EAGLE BASE, Bosnia and Herzegovina — As the temperature increases in Bosnia, so do the number of mosquitoes buzzing around soldiers.

More than just a nuisance, the little bloodsuckers bring the danger of spreading diseases.

That is why the Task Force Med Eagle preventive medicine team treated the areas on and around U.S. camps in Bosnia and Herzegovina with mosquito-destroying pesticide over the past two weeks.

The team identified where there were water pools after a rain and thus determined the locations mosquitoes would commonly infest.

Briquettes containing methropene, which destroys the larvae before it hatches into adult mosquitoes, are then dropped in those areas, said Maj. Jaci Ferguson, the preventive medicine officer with Task Force Med Eagle.

The Stabilization Force got permission from local health departments to treat the areas three kilometers — about two miles — outside the base camps.

Since the mosquitoes are not long-distance fliers, that should keep the pests away from the troops, Ferguson said.

The treatment will also benefit farmers living in the surrounding areas.

The briquettes, harmful to only mosquitoes and fish, were dropped twice — each time only after the team made sure there were no fish in the area. On the first occasion, they were dropped over Camp McGovern, and the second over Camp Morgan and Eagle Base.

The pesticide treatment, which SFOR has been conducting for several years, lasts about 120 days and can last the entire season if it does not rain a lot.

“With a little bit of luck, we’ll be able to do it just once this year,” Ferguson said.

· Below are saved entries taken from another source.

//! # Storage layer
//!
//! Defines the storage abstraction the domain layer works against. The only
//! implementation in this system is an in-memory store standing in for a real
//! database; the trait keeps the domain layer unaware of that.

mod memory;

pub use memory::MemoryCardStore;

use anyhow::Result;
use shared::Card;

/// Interface for card storage operations.
///
/// The store exclusively owns the canonical card records. Read paths derive
/// views from what it returns; nothing derived is ever written back.
pub trait CardStorage: Send + Sync {
    /// Store a newly created card
    fn store_card(&self, card: &Card) -> Result<()>;

    /// Retrieve a specific card by ID
    fn get_card(&self, card_id: &str) -> Result<Option<Card>>;

    /// List all cards addressed to a recipient, ordered by creation time
    /// ascending
    fn list_for_recipient(&self, recipient_id: &str) -> Result<Vec<Card>>;

    /// List every card in the store (admin view), creation time ascending
    fn list_all(&self) -> Result<Vec<Card>>;

    /// Replace a card's message. Returns false if no card with the ID exists
    fn update_message(&self, card_id: &str, message: &str) -> Result<bool>;

    /// Delete a card. Returns false if no card with the ID exists
    fn delete_card(&self, card_id: &str) -> Result<bool>;

    /// Total number of stored cards
    fn count_cards(&self) -> Result<usize>;
}
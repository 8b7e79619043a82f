//! Card lifecycle engine.
//!
//! Pure derivation of a card's recipient-facing state from the stored record
//! and the current wall-clock time. A card is locked while `now` is before
//! its unlock instant and unlocked from that instant on, one-way; the message
//! is withheld (not merely hidden) while locked, and the sender name is
//! redacted for anonymous cards regardless of lock state. Nothing here
//! mutates the card or keeps hidden state.

use chrono::{DateTime, Utc};

use shared::{Card, CardView, InboxCard, TimeRemaining};

use crate::error::AppError;

/// Sender label shown in place of the real name on anonymous cards
pub const SECRET_ADMIRER: &str = "Secret Admirer";

/// Derive the recipient-facing view of a card at `now`.
///
/// Fails with `InvalidCardData` when the unlock instant is missing or
/// unparseable; bad data must never read as "already unlocked".
pub fn derive_view(card: &Card, now: DateTime<Utc>) -> Result<CardView, AppError> {
    let unlocks_at = parse_unlocks_at(card)?;
    let locked = now < unlocks_at;

    let visible_message = if locked { None } else { Some(card.message.clone()) };

    // Redaction is independent of lock state: an unlocked anonymous card
    // still shows the admirer label.
    let display_sender = if card.is_anonymous {
        SECRET_ADMIRER.to_string()
    } else {
        card.sender_name.clone()
    };

    let time_remaining = if locked {
        Some(TimeRemaining::from_duration(unlocks_at - now))
    } else {
        None
    };

    Ok(CardView {
        locked,
        visible_message,
        display_sender,
        time_remaining,
    })
}

/// Derive the wire-facing inbox for a recipient's cards, preserving order
pub fn inbox_views(cards: &[Card], now: DateTime<Utc>) -> Result<Vec<InboxCard>, AppError> {
    cards
        .iter()
        .map(|card| Ok(InboxCard::from_parts(card, derive_view(card, now)?)))
        .collect()
}

/// Number of cards already unlocked at `now` ("N of M ready to open")
pub fn unlocked_count(cards: &[Card], now: DateTime<Utc>) -> Result<usize, AppError> {
    let mut count = 0;
    for card in cards {
        if !derive_view(card, now)?.locked {
            count += 1;
        }
    }
    Ok(count)
}

/// Parse a card's unlock instant, rejecting missing or malformed values
pub(crate) fn parse_unlocks_at(card: &Card) -> Result<DateTime<Utc>, AppError> {
    let raw = card
        .unlocks_at
        .as_deref()
        .ok_or_else(|| AppError::InvalidCardData(format!("card {} has no unlock time", card.id)))?;

    DateTime::parse_from_rfc3339(raw)
        .map(|dt| dt.with_timezone(&Utc))
        .map_err(|e| {
            AppError::InvalidCardData(format!("card {}: bad unlock time {:?}: {}", card.id, raw, e))
        })
}
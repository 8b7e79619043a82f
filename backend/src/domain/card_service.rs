use std::collections::HashSet;
use std::sync::Arc;

use chrono::{DateTime, SecondsFormat, Utc};
use tracing::{error, info};

use shared::{Card, InboxCard, SendCardRequest, StatsResponse};

use crate::domain::lifecycle;
use crate::error::AppError;
use crate::notify::Notifier;
use crate::storage::CardStorage;

/// Maximum message length accepted from senders and admin edits
pub const MAX_MESSAGE_LEN: usize = 300;

/// Envelope color used when the sender does not pick one
pub const DEFAULT_CARD_COLOR: &str = "#800f2f";

const NOTIFICATION_TEXT: &str = "You've received a new Valentine card!";

/// Service for creating, reading and moderating valentine cards
#[derive(Clone)]
pub struct CardService {
    store: Arc<dyn CardStorage>,
    notifier: Notifier,
    /// Promotional unlock instant: cards created before it are pinned to it,
    /// cards created outside the window unlock immediately
    promo_unlock_at: Option<DateTime<Utc>>,
}

impl CardService {
    pub fn new(
        store: Arc<dyn CardStorage>,
        notifier: Notifier,
        promo_unlock_at: Option<DateTime<Utc>>,
    ) -> Self {
        Self {
            store,
            notifier,
            promo_unlock_at,
        }
    }

    /// Create and store a new card, then notify the recipient
    pub async fn send(&self, request: SendCardRequest) -> Result<Card, AppError> {
        self.send_at(request, Utc::now()).await
    }

    /// As `send`, with an explicit creation instant
    pub async fn send_at(
        &self,
        request: SendCardRequest,
        now: DateTime<Utc>,
    ) -> Result<Card, AppError> {
        let recipient_id = request.recipient_id.trim().to_string();
        if recipient_id.is_empty() {
            return Err(AppError::Validation(
                "recipientId and message are required".to_string(),
            ));
        }

        let message = validate_message(&request.message)?;
        let is_anonymous = request.is_anonymous.unwrap_or(true);

        let sender_name = request.sender_name.unwrap_or_default().trim().to_string();
        if !is_anonymous && sender_name.is_empty() {
            return Err(AppError::Validation(
                "senderName is required for signed cards".to_string(),
            ));
        }

        let card = Card {
            id: self.next_card_id(now)?,
            sender_id: request.sender_id.unwrap_or_default().trim().to_string(),
            sender_name,
            recipient_id,
            recipient_name: request.recipient_name.unwrap_or_default().trim().to_string(),
            message,
            is_anonymous,
            card_color: request
                .card_color
                .filter(|c| !c.trim().is_empty())
                .unwrap_or_else(|| DEFAULT_CARD_COLOR.to_string()),
            unlocks_at: Some(rfc3339(self.unlock_instant(now))),
            created_at: rfc3339(now),
        };

        self.store.store_card(&card)?;
        info!(card_id = %card.id, recipient = %card.recipient_id, "valentine stored");

        // Fire-and-forget: a failed delivery must never block or roll back
        // the send.
        let notifier = self.notifier.clone();
        let recipient = card.recipient_id.clone();
        tokio::spawn(async move {
            if let Err(e) = notifier.notify(&recipient, NOTIFICATION_TEXT).await {
                error!(recipient = %recipient, error = %e, "new-card notification dropped");
            }
        });

        Ok(card)
    }

    /// Recipient-facing inbox: derived views, never raw records
    pub fn inbox(&self, recipient_id: &str, now: DateTime<Utc>) -> Result<Vec<InboxCard>, AppError> {
        let cards = self.store.list_for_recipient(recipient_id)?;
        lifecycle::inbox_views(&cards, now)
    }

    /// All stored cards, full records, for the admin console
    pub fn admin_list(&self) -> Result<Vec<Card>, AppError> {
        Ok(self.store.list_all()?)
    }

    /// Replace a card's message (admin moderation)
    pub fn admin_update_message(&self, card_id: &str, message: &str) -> Result<Card, AppError> {
        let message = validate_message(message)?;

        if !self.store.update_message(card_id, &message)? {
            return Err(AppError::NotFound(card_id.to_string()));
        }

        info!(card_id, "valentine message updated");
        self.store
            .get_card(card_id)?
            .ok_or_else(|| AppError::NotFound(card_id.to_string()))
    }

    /// Delete a card permanently (admin moderation, terminal)
    pub fn admin_delete(&self, card_id: &str) -> Result<(), AppError> {
        if !self.store.delete_card(card_id)? {
            return Err(AppError::NotFound(card_id.to_string()));
        }

        info!(card_id, "valentine deleted");
        Ok(())
    }

    /// Dashboard statistics computed from the store
    pub fn stats(&self, now: DateTime<Utc>) -> Result<StatsResponse, AppError> {
        let cards = self.store.list_all()?;
        let today = now.date_naive();

        let mut users: HashSet<&str> = HashSet::new();
        let mut active_today: HashSet<&str> = HashSet::new();

        for card in &cards {
            if !card.sender_id.is_empty() {
                users.insert(card.sender_id.as_str());
            }
            users.insert(card.recipient_id.as_str());

            let created_today = DateTime::parse_from_rfc3339(&card.created_at)
                .map(|dt| dt.with_timezone(&Utc).date_naive() == today)
                .unwrap_or(false);
            if created_today && !card.sender_id.is_empty() {
                active_today.insert(card.sender_id.as_str());
            }
        }

        Ok(StatsResponse {
            total_users: users.len(),
            sent_valentines: cards.len(),
            active_today: active_today.len(),
            // No subscription model in this system
            new_subscriptions: 0,
        })
    }

    /// Unlock policy: pin to the promotional date while it is still ahead,
    /// otherwise unlock at creation
    fn unlock_instant(&self, created_at: DateTime<Utc>) -> DateTime<Utc> {
        match self.promo_unlock_at {
            Some(promo) if promo > created_at => promo,
            _ => created_at,
        }
    }

    /// Next card id unique within the store, bumping the millisecond when two
    /// sends land in the same one
    fn next_card_id(&self, now: DateTime<Utc>) -> Result<String, AppError> {
        let mut millis = now.timestamp_millis().max(0) as u64;
        loop {
            let id = Card::generate_id(millis);
            if self.store.get_card(&id)?.is_none() {
                return Ok(id);
            }
            millis += 1;
        }
    }
}

fn validate_message(message: &str) -> Result<String, AppError> {
    let trimmed = message.trim();
    if trimmed.is_empty() {
        return Err(AppError::Validation("message is required".to_string()));
    }
    if trimmed.chars().count() > MAX_MESSAGE_LEN {
        return Err(AppError::Validation(format!(
            "message cannot exceed {} characters",
            MAX_MESSAGE_LEN
        )));
    }
    Ok(trimmed.to_string())
}

fn rfc3339(ts: DateTime<Utc>) -> String {
    ts.to_rfc3339_opts(SecondsFormat::Secs, true)
}
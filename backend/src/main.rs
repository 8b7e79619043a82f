use tracing::info;
use tracing_subscriber::EnvFilter;

use secret_valentine_backend::config::ServerConfig;
use secret_valentine_backend::{build_router, initialize_backend};

#[tokio::main]
async fn main() -> anyhow::Result<()> {
    // Initialize logging; RUST_LOG overrides the default level
    tracing_subscriber::fmt()
        .with_env_filter(EnvFilter::try_from_default_env().unwrap_or_else(|_| EnvFilter::new("info")))
        .init();

    let config = ServerConfig::from_env();
    info!("Starting Secret Valentine backend");

    let state = initialize_backend(&config);
    let app = build_router(state);

    let listener = tokio::net::TcpListener::bind(config.http_addr).await?;
    info!("Listening on {}", config.http_addr);

    axum::serve(listener, app).await?;

    Ok(())
}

The treatment is a bonus for Eagle Base troops who enjoy doing their physical training on their one-mile track that goes through a wooded area, rather than on a treadmill.

If it were not for the treatment, after the sun sets and the lights illuminating the Eagle Base track come on, the mosquitoes would gather and attack the runners. Without the bloodsuckers, the troops can enjoy their run after their work day.

Ferguson recommended the troops still use personal protection against mosquitoes — such as sprays or creams with DEET for the skin or permephrin for uniforms — which will help them when they leave the base on patrols.